Mais c’est mal connaître Louis de Funès. Entouré par les siens, il reprend soudain goût à la vie et recommence à accepter en prenant mille précautions quelques invitations. Ainsi, le 25 octobre 1975, il prend le train à destination de Paris afin d’assister à la première de Paul Meurisse, qui crée L’Autre Valse de Françoise Dorin dans une mise en scène de Michel Roux au Théâtre des Variétés. Des photographes de Paris-Match, tenus informés, immortalisent son arrivée en gare Montparnasse, puis il se laisse tirer le portrait en compagnie de Meurisse et de Françoise Dorin. Il sourit pour l’occasion, mais son esprit est ailleurs. Il mesure, comme s’il en était besoin, que plus jamais il n’aura le loisir de monter sur les planches afin d’y faire rire ses contemporains. Une autre fois, il va saluer Henri Salvador à l’Olympia. Nouveaux clichés d’un homme au visage émacié cachant difficilement la maigreur de son cou en dépit de son nœud de cravate étranglant sa chemise. Louis a du bleu à l’âme et au cœur. Seule solution : reprendre le travail dès que cela sera possible. Jeanne, en épouse attentive, sentant la détresse de son mari, s’en ouvre aux médecins du C.H.U. de Nantes lesquels, tout en se montrant évasifs, veulent bien donner leur feu vert mais à condition que Louis n’en fasse pas trop. De quoi lui redonner espoir à condition qu’un producteur ait le courage de prendre le risque de miser sur un homme en sursis. Reste encore à savoir si une compagnie d’assurances sera disposée à le couvrir. Reste enfin à dénicher un réalisateur assez couillu pour lui offrir un premier rôle. Qui ? Et pourquoi pas Christian Fechner ?
21.
Changement de décor
Dans le milieu très fermé et très bavard du cinéma français, personne ne veut y croire. « De Funès va refaire un film ? C’est une blague ? », entend-on ici ou là. Amabilités et autres vacheries sont légion depuis que le bruit court que Louis serait en négociation avec Christian Fechner et qu’il aurait pour partenaire Pierre Richard. Personne ne connaît les détails de cette future collaboration, mais on ne peut s’empêcher de s’adonner au vilain jeu de la rumeur. Pourtant, il ne s’agit pas d’une rumeur mais bien d’un vrai projet que Fechner entend mener à son terme même s’il sait que la partie est loin d’être gagnée. Cela ne dépend pas d’un Louis de Funès enthousiaste mais du bon vouloir des compagnies d’assurances. Seule solution pour en avoir la certitude : passer un examen médical. Christian Fechner et Louis se rendent ensemble à ce rendez-vous décisif au milieu d’un mois de janvier 1976 particulièrement rigoureux.
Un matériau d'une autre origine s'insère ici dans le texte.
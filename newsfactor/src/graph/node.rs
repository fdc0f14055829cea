//! Graph node trait and routing result.

use async_trait::async_trait;

use crate::error::Result;

/// Next step after running a node.
#[derive(Debug, Clone, PartialEq, Eq)]
pub enum Next {
    /// Follow the edge chain; after the last node this ends the run.
    Continue,
    /// Run the node with the given id next.
    Node(String),
    /// Stop and return the current state.
    End,
}

/// One step in a graph: state in, state out plus routing.
#[async_trait]
pub trait Node<S>: Send + Sync
where
    S: Send + 'static,
{
    /// Node id, unique within a graph.
    fn id(&self) -> &str;

    /// Run one step.
    async fn run(&self, state: S) -> Result<(S, Next)>;
}
//! Subcommand implementations.

use std::path::PathBuf;

use newsfactor::news::save_records;
use newsfactor::session::{AssistantSession, ChatSession, Drafter, OPENING_MESSAGE};
use newsfactor::workflow::{AgentState, WorkflowConfig, run_workflow};
use tracing::{info, warn};

use crate::cli::{ConfigCommands, CrawlArgs, RunArgs};
use crate::config::{self, AppConfig, IssueLevel};
use crate::console::{confirm, is_exit, read_line};
use crate::error::{CliError, Result};
use crate::providers::{build_crawler, build_pipeline, build_provider, crawl_options};

/// Crawl, score and save once.
pub async fn run(args: RunArgs, config: &AppConfig) -> Result<()> {
    let mut options = crawl_options(config);
    if let Some(path) = args.news_output {
        options.news_output = Some(path);
    }
    let workflow = WorkflowConfig {
        factor_output: args.output.unwrap_or_else(|| config.output.factor_file.clone()),
        factor_header: config.output.factor_header,
    };

    let state = match (args.url, args.query) {
        (Some(url), _) => AgentState::with_url(url),
        (None, Some(query)) => AgentState::from_query(query),
        (None, None) => AgentState::with_url(config.crawler.default_url.clone()),
    };
    let recommend = state.url.is_none();

    let pipeline = build_pipeline(config, options, workflow, recommend)?;
    let state = run_workflow(pipeline, state).await?;

    println!("新闻记录: {}", state.news_data.len());
    println!("影响分析: {}", state.factor_data.len());
    match state.save_status {
        Some(status) => println!("{status}"),
        None => println!("未提取到任何新闻，任务结束。"),
    }
    Ok(())
}

/// Crawl only and save the raw news records.
pub async fn crawl(args: CrawlArgs, config: &AppConfig) -> Result<()> {
    let mut options = crawl_options(config);
    options.strict |= args.strict;
    if args.article_links {
        options = options.with_article_filter();
    }
    let output = args.output.unwrap_or_else(|| config.output.news_file.clone());
    // The snapshot is written once below, to the requested path.
    options.news_output = None;
    let header = options.news_header;

    let crawler = build_crawler(config, options)?;
    let url = args.url.unwrap_or_else(|| config.crawler.default_url.clone());
    let records = crawler.crawl(&url).await;

    println!("{}", save_records(&records, &output, header));
    Ok(())
}

/// Conversational assistant that can launch the workflow.
pub async fn assistant(config: &AppConfig) -> Result<()> {
    let mut session = AssistantSession::new(build_provider(&config.providers.chat)?);
    println!("欢迎使用金融新闻助手！请输入您的问题（输入'exit'退出）：");

    while let Some(input) = read_line("\n用户: ")? {
        if is_exit(&input) {
            break;
        }
        if input.is_empty() {
            continue;
        }

        let reply = match session.send(&input).await {
            Ok(reply) => reply,
            Err(e) => {
                warn!(error = %e, "Assistant turn failed");
                println!("\n请求失败：{e}");
                continue;
            }
        };
        println!("\n助手: {}", reply.text);

        let Some(url) = reply.first_url() else {
            continue;
        };
        if !confirm("\n检测到新闻URL，是否要执行新闻爬取和分析任务？")? {
            continue;
        }

        println!("\n开始执行新闻爬取和分析任务...");
        let workflow = WorkflowConfig {
            factor_output: config.output.factor_file.clone(),
            factor_header: config.output.factor_header,
        };
        let pipeline = build_pipeline(config, crawl_options(config), workflow, false)?;
        match run_workflow(pipeline, AgentState::with_url(url)).await {
            Ok(state) => println!(
                "\n任务执行完成！{}",
                state.save_status.unwrap_or_else(|| "未提取到任何新闻。".to_owned())
            ),
            Err(e) => println!("\n任务执行失败：{e}"),
        }
    }

    println!("\n感谢使用金融新闻助手！再见！");
    Ok(())
}

/// Plain chat; the transcript is saved on exit.
pub async fn chat(config: &AppConfig) -> Result<()> {
    let mut session = ChatSession::new(build_provider(&config.providers.chat)?);

    while let Some(input) = read_line("Enter: ")? {
        if is_exit(&input) {
            break;
        }
        match session.send(&input).await {
            Ok(reply) => println!("\nAI: {reply}\n"),
            Err(e) => println!("\n请求失败：{e}\n"),
        }
    }

    let path = &config.output.transcript_file;
    session.save_transcript(path).await?;
    println!("对话结束，记录已保存到 {}", path.display());
    Ok(())
}

/// Document drafter; ends once the document is saved.
pub async fn draft(config: &AppConfig) -> Result<()> {
    let provider = build_provider(&config.providers.chat)?;
    let mut drafter = match &config.output.draft_dir {
        Some(dir) => Drafter::with_output_dir(provider, dir.clone()),
        None => Drafter::new(provider),
    };

    println!("\n ===== DRAFTER =====");
    let mut input = OPENING_MESSAGE.to_owned();
    loop {
        let turn = drafter.step(&input).await?;
        if let Some(reply) = &turn.reply {
            println!("\nAI: {reply}");
        }
        for outcome in &turn.tool_results {
            println!("\n工具 {}: {}", outcome.name, outcome.output);
        }
        if drafter.is_finished().await {
            if let Some(path) = turn.saved_to {
                info!(path = %path.display(), "Draft saved");
            }
            break;
        }

        match read_line("\n你想要更新一些什么? ")? {
            Some(next) if !is_exit(&next) => input = next,
            _ => break,
        }
    }
    println!("\n ===== DRAFTER FINISHED =====");
    Ok(())
}

/// Configuration management.
pub async fn config(command: ConfigCommands, path: PathBuf, app_config: &AppConfig) -> Result<()> {
    match command {
        ConfigCommands::Path => println!("{}", path.display()),
        ConfigCommands::Show => print!("{}", config::to_toml(app_config)?),
        ConfigCommands::Init { force } => {
            if path.exists() && !force {
                println!("Configuration already exists at: {}", path.display());
                println!("Use --force to overwrite.");
                return Ok(());
            }
            config::save_config_to(&AppConfig::default(), &path).await?;
            println!("Configuration created: {}", path.display());
        }
        ConfigCommands::Validate => {
            let issues = app_config.validate();
            if issues.is_empty() {
                println!("Configuration is valid");
            }
            for issue in &issues {
                let level = match issue.level {
                    IssueLevel::Error => "error",
                    IssueLevel::Warning => "warning",
                };
                println!("{level}: {}: {}", issue.path, issue.message);
            }
            if !app_config.is_valid() {
                return Err(CliError::config("configuration has errors"));
            }
        }
    }
    Ok(())
}
//! News and impact records.

use std::fmt;

use schemars::JsonSchema;
use serde::{Deserialize, Deserializer, Serialize, Serializer, de};
use serde_json::Value;

/// One listed company mentioned in one article.
///
/// An article naming several companies yields one record per company with
/// identical time, title and text. Missing fields read as empty strings, and
/// scalar values such as a numeric stock code are converted to text.
#[derive(Debug, Clone, Default, PartialEq, Eq, Serialize, Deserialize, JsonSchema)]
#[schemars(rename = "NewsContent")]
pub struct NewsRecord {
    /// Publication date and time, e.g. "2025年06月05日 14:11".
    #[serde(default, deserialize_with = "lenient_string")]
    #[schemars(with = "String")]
    pub news_time: String,
    /// The article's full original title, unmodified.
    #[serde(default, deserialize_with = "lenient_string")]
    #[schemars(with = "String")]
    pub news_title: String,
    /// The complete body text of the article.
    #[serde(default, deserialize_with = "lenient_string")]
    #[schemars(with = "String")]
    pub news_text: String,
    /// Full registered name of a listed company mentioned in the article.
    #[serde(default, deserialize_with = "lenient_string")]
    #[schemars(with = "String")]
    pub company_involved: String,
    /// Official security code of that company, e.g. "000001.SZ".
    #[serde(default, deserialize_with = "lenient_string")]
    #[schemars(with = "String")]
    pub stock_code: String,
    /// Exchange short name of that company.
    #[serde(default, deserialize_with = "lenient_string")]
    #[schemars(with = "String")]
    pub stock_short_name: String,
}

/// Extraction schema for article pages.
pub type NewsContent = NewsRecord;

impl NewsRecord {
    /// JSON keys of every field, in column order.
    pub const FIELDS: [&'static str; 6] = [
        "news_time",
        "news_title",
        "news_text",
        "company_involved",
        "stock_code",
        "stock_short_name",
    ];
}

fn lenient_string<'de, D>(deserializer: D) -> Result<String, D::Error>
where
    D: Deserializer<'de>,
{
    Ok(match Value::deserialize(deserializer)? {
        Value::Null => String::new(),
        Value::String(s) => s,
        Value::Bool(b) => b.to_string(),
        Value::Number(n) => n.to_string(),
        other => other.to_string(),
    })
}

/// Extraction schema for listing pages: one article link.
#[derive(Debug, Clone, PartialEq, Eq, Serialize, Deserialize, JsonSchema)]
pub struct NewsUrl {
    /// The article link only, without any surrounding text.
    #[serde(default)]
    pub url: String,
}

/// Ternary sentiment of a news item toward a company.
///
/// Serialized as the integer `1`, `-1` or `0`.
#[derive(Debug, Clone, Copy, PartialEq, Eq, Hash)]
pub enum ImpactLabel {
    /// Favourable news (`+1`).
    Positive,
    /// Unfavourable news (`-1`).
    Negative,
    /// Neutral news (`0`).
    Neutral,
}

impl ImpactLabel {
    /// Integer value of the label.
    #[must_use]
    pub const fn value(self) -> i8 {
        match self {
            Self::Positive => 1,
            Self::Negative => -1,
            Self::Neutral => 0,
        }
    }

    /// Label for an integer, if it is one of `1`, `-1`, `0`.
    #[must_use]
    pub const fn from_value(value: i64) -> Option<Self> {
        match value {
            1 => Some(Self::Positive),
            -1 => Some(Self::Negative),
            0 => Some(Self::Neutral),
            _ => None,
        }
    }

    /// Label for a textual form: `"+1"`, `"1"`, `"-1"`, `"0"` or `"+0"`.
    #[must_use]
    pub fn parse(text: &str) -> Option<Self> {
        match text.trim() {
            "+1" | "1" => Some(Self::Positive),
            "-1" => Some(Self::Negative),
            "0" | "+0" | "-0" => Some(Self::Neutral),
            _ => None,
        }
    }
}

impl fmt::Display for ImpactLabel {
    fn fmt(&self, f: &mut fmt::Formatter<'_>) -> fmt::Result {
        write!(f, "{}", self.value())
    }
}

impl Serialize for ImpactLabel {
    fn serialize<S: Serializer>(&self, serializer: S) -> Result<S::Ok, S::Error> {
        serializer.serialize_i8(self.value())
    }
}

impl<'de> Deserialize<'de> for ImpactLabel {
    fn deserialize<D: Deserializer<'de>>(deserializer: D) -> Result<Self, D::Error> {
        struct LabelVisitor;

        impl de::Visitor<'_> for LabelVisitor {
            type Value = ImpactLabel;

            fn expecting(&self, f: &mut fmt::Formatter<'_>) -> fmt::Result {
                f.write_str("one of 1, -1, 0 (as integer or string)")
            }

            fn visit_i64<E: de::Error>(self, v: i64) -> Result<Self::Value, E> {
                ImpactLabel::from_value(v)
                    .ok_or_else(|| E::invalid_value(de::Unexpected::Signed(v), &self))
            }

            fn visit_u64<E: de::Error>(self, v: u64) -> Result<Self::Value, E> {
                i64::try_from(v)
                    .ok()
                    .and_then(ImpactLabel::from_value)
                    .ok_or_else(|| E::invalid_value(de::Unexpected::Unsigned(v), &self))
            }

            fn visit_str<E: de::Error>(self, v: &str) -> Result<Self::Value, E> {
                ImpactLabel::parse(v).ok_or_else(|| E::invalid_value(de::Unexpected::Str(v), &self))
            }
        }

        deserializer.deserialize_any(LabelVisitor)
    }
}

impl JsonSchema for ImpactLabel {
    fn schema_name() -> std::borrow::Cow<'static, str> {
        "ImpactLabel".into()
    }

    fn json_schema(_generator: &mut schemars::SchemaGenerator) -> schemars::Schema {
        schemars::json_schema!({
            "type": "integer",
            "enum": [1, -1, 0],
            "description": "1 for positive, -1 for negative, 0 for neutral impact"
        })
    }
}

/// The model's verdict on one record.
#[derive(Debug, Clone, PartialEq, Eq, Serialize, Deserialize, JsonSchema)]
pub struct ImpactAnalysis {
    /// One-sentence summary of the news.
    pub summary: String,
    /// Direction of the impact on the company.
    pub impact: ImpactLabel,
}

/// A scored news item, written to the factor file.
#[derive(Debug, Clone, PartialEq, Eq, Serialize, Deserialize)]
pub struct ImpactRecord {
    /// Company name, taken from [`NewsRecord::company_involved`].
    pub company_name: String,
    /// Security code.
    pub stock_code: String,
    /// Exchange short name.
    pub stock_short_name: String,
    /// Publication time.
    pub news_time: String,
    /// Article title.
    pub news_title: String,
    /// Sentiment toward the company.
    pub impact_direction: ImpactLabel,
    /// One-sentence summary.
    pub news_summary: String,
}

impl ImpactRecord {
    /// Field names in column order.
    pub const FIELDS: [&'static str; 7] = [
        "company_name",
        "stock_code",
        "stock_short_name",
        "news_time",
        "news_title",
        "impact_direction",
        "news_summary",
    ];

    /// Combine a news record with its analysis.
    #[must_use]
    pub fn from_analysis(news: &NewsRecord, analysis: ImpactAnalysis) -> Self {
        Self {
            company_name: news.company_involved.clone(),
            stock_code: news.stock_code.clone(),
            stock_short_name: news.stock_short_name.clone(),
            news_time: news.news_time.clone(),
            news_title: news.news_title.clone(),
            impact_direction: analysis.impact,
            news_summary: analysis.summary,
        }
    }
}

#[cfg(test)]
mod tests {
    use super::*;

    #[test]
    fn news_record_fills_missing_and_coerces_scalars() {
        let record: NewsRecord = serde_json::from_value(serde_json::json!({
            "news_title": "锦江酒店拟启动港股IPO",
            "stock_code": 600754,
            "company_involved": null
        }))
        .unwrap();

        assert_eq!(record.news_title, "锦江酒店拟启动港股IPO");
        assert_eq!(record.stock_code, "600754");
        assert_eq!(record.company_involved, "");
        assert_eq!(record.news_text, "");
    }

    #[test]
    fn impact_label_accepts_known_forms() {
        for (raw, expected) in [
            ("1", ImpactLabel::Positive),
            ("-1", ImpactLabel::Negative),
            ("0", ImpactLabel::Neutral),
            (r#""+1""#, ImpactLabel::Positive),
            (r#""1""#, ImpactLabel::Positive),
            (r#""-1""#, ImpactLabel::Negative),
            (r#""0""#, ImpactLabel::Neutral),
            (r#""+0""#, ImpactLabel::Neutral),
        ] {
            let label: ImpactLabel = serde_json::from_str(raw).unwrap();
            assert_eq!(label, expected, "input {raw}");
        }
    }

    #[test]
    fn impact_label_rejects_other_values() {
        for raw in ["2", "-2", "1.0", r#""positive""#, r#""+2""#, "null", "true"] {
            assert!(serde_json::from_str::<ImpactLabel>(raw).is_err(), "input {raw}");
        }
    }

    #[test]
    fn impact_label_serializes_as_integer() {
        assert_eq!(serde_json::to_string(&ImpactLabel::Negative).unwrap(), "-1");
        assert_eq!(ImpactLabel::Positive.to_string(), "1");
    }

    #[test]
    fn impact_record_copies_news_fields() {
        let news = NewsRecord {
            news_time: "2025年06月05日 14:11".into(),
            news_title: "title".into(),
            news_text: "body".into(),
            company_involved: "锦江酒店".into(),
            stock_code: "600754".into(),
            stock_short_name: "锦江酒店".into(),
        };
        let record = ImpactRecord::from_analysis(
            &news,
            ImpactAnalysis {
                summary: "拟赴港上市".into(),
                impact: ImpactLabel::Positive,
            },
        );
        assert_eq!(record.company_name, "锦江酒店");
        assert_eq!(record.impact_direction, ImpactLabel::Positive);
        assert_eq!(record.news_summary, "拟赴港上市");
    }

    #[test]
    fn schemas_carry_descriptions() {
        let (name, schema) = crate::chat::generate_json_schema::<NewsContent>();
        assert_eq!(name, "NewsContent");
        assert!(schema["properties"]["stock_code"]["description"].is_string());

        let (name, _) = crate::chat::generate_json_schema::<NewsUrl>();
        assert_eq!(name, "NewsUrl");
    }
}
Une salle à peine chauffée et un médecin catégorique : le cœur de Louis est trop fragile ! Un terrible coup de massue. Un diagnostic asséné sans la moindre précaution. Tout ça pour ça. Ce régime, cette hygiène de vie, pour s’entendre annoncer ans ambages qu’on n’est plus bon à rien ! Louis sans dire le moindre mot laisse un moment Fechner parler avec le spécialiste. Il s’engouffre dans la voiture mise à sa disposition et, protégé par un bonnet de laine, s’assoit à l’arrière après avoir violemment claqué la portière. Il préfère ne pas penser et pourtant, quand il voit arriver Fechner, il ne peut s’empêcher de lui dire : « C’est fini ! » « Il me faisait énormément de peine, se souvient Christian Fechner[542]. Traiter ainsi un acteur de cette importance me donnait envie de gueuler. Je ne savais pas trop quoi lui dire. Son visage était comme fermé. Je l’ai déposé chez lui, il m’a remercié de l’avoir accompagné et dit qu’il me téléphonerait bientôt. C’était un homme vraiment brisé. »
541
Op. cit., p. 103.
542
Témoignage de Christian Fechner à l’auteur recueilli le 6 septembre 2006.